==== Data supplied

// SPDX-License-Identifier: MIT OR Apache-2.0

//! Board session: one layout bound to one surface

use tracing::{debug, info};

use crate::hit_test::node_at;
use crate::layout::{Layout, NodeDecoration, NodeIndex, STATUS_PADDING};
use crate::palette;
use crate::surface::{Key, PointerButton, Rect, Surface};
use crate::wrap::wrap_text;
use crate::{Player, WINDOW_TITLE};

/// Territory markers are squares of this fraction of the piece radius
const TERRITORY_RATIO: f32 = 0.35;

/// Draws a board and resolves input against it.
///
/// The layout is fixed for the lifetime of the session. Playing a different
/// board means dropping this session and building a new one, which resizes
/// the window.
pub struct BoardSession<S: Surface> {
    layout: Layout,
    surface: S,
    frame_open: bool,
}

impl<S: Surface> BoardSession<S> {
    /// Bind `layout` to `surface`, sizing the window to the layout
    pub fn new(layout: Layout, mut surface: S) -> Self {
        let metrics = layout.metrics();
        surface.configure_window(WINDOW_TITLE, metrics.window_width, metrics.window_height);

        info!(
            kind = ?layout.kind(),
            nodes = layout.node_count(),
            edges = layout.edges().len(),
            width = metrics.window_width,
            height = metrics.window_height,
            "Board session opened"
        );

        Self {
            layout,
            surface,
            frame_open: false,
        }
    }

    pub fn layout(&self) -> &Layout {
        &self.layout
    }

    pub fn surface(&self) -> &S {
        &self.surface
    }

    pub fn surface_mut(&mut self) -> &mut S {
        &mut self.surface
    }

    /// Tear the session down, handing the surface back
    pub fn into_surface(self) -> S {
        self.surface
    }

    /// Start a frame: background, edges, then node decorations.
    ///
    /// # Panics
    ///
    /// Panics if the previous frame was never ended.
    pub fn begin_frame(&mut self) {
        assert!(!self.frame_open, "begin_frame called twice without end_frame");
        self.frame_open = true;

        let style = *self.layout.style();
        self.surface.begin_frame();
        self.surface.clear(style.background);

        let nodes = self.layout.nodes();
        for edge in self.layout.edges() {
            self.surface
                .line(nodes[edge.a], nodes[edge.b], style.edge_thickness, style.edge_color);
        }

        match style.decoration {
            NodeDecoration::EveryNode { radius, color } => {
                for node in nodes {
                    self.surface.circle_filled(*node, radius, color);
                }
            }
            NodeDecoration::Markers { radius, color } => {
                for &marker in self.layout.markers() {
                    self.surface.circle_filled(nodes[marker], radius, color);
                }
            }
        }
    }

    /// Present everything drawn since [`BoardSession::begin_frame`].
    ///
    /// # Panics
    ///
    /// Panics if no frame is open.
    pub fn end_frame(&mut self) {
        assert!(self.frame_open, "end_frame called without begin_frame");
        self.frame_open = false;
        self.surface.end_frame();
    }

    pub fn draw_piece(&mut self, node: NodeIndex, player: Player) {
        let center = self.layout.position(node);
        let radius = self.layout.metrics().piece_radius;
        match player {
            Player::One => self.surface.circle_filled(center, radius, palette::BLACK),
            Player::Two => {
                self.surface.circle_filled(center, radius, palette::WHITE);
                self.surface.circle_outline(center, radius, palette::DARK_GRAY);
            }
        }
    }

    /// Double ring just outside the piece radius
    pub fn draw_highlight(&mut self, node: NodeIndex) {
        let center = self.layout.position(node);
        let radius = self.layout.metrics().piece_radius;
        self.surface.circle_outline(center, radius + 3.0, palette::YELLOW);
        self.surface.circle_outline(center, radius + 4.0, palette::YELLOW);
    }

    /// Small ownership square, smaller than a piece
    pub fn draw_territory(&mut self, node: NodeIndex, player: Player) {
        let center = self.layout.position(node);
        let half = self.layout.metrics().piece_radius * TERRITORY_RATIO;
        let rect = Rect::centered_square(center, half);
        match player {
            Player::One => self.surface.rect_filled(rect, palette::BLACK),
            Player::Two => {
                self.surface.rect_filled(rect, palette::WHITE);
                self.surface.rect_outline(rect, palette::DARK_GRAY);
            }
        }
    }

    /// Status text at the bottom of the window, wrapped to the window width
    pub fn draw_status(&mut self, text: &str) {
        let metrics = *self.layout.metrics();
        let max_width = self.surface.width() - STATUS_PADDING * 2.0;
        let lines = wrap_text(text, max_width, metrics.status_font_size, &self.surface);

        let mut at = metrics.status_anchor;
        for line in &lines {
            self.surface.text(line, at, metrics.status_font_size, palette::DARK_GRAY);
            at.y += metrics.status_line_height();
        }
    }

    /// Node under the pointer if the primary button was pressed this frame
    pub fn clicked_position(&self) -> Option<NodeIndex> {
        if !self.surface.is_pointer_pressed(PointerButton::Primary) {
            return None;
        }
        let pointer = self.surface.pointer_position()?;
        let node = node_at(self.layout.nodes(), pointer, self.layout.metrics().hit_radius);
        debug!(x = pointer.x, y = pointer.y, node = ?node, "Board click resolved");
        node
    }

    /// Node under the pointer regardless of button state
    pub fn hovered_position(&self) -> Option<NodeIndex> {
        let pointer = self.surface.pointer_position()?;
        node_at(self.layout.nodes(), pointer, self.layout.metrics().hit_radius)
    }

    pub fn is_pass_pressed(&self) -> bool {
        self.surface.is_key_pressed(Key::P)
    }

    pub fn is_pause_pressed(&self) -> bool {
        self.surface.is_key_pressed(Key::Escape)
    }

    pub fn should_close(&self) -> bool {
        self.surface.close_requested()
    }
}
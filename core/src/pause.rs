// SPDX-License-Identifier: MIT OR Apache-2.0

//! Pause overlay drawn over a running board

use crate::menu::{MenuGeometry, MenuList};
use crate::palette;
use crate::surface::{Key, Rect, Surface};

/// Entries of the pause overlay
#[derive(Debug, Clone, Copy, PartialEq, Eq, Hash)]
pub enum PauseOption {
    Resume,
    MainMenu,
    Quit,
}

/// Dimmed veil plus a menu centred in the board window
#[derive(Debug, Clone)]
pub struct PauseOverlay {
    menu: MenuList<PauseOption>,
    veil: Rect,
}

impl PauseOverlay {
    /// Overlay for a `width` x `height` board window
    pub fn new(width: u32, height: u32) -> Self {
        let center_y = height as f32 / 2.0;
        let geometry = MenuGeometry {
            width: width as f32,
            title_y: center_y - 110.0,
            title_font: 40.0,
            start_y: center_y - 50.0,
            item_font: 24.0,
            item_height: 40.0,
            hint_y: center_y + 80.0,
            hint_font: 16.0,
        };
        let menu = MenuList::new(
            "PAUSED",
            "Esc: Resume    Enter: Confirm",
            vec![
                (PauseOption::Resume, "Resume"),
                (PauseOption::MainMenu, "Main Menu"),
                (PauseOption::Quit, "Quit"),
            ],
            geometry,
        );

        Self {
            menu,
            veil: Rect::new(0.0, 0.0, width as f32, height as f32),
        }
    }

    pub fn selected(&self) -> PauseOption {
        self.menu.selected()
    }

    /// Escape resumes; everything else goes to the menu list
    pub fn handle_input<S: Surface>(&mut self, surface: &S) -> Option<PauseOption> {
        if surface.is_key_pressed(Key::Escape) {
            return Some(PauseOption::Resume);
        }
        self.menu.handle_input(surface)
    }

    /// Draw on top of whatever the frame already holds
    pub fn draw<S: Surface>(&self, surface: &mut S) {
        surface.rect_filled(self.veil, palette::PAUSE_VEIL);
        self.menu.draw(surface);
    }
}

========

Task prompt » After reading each line of the data, give only the number of lines that include the word "edges".

Task solution » 3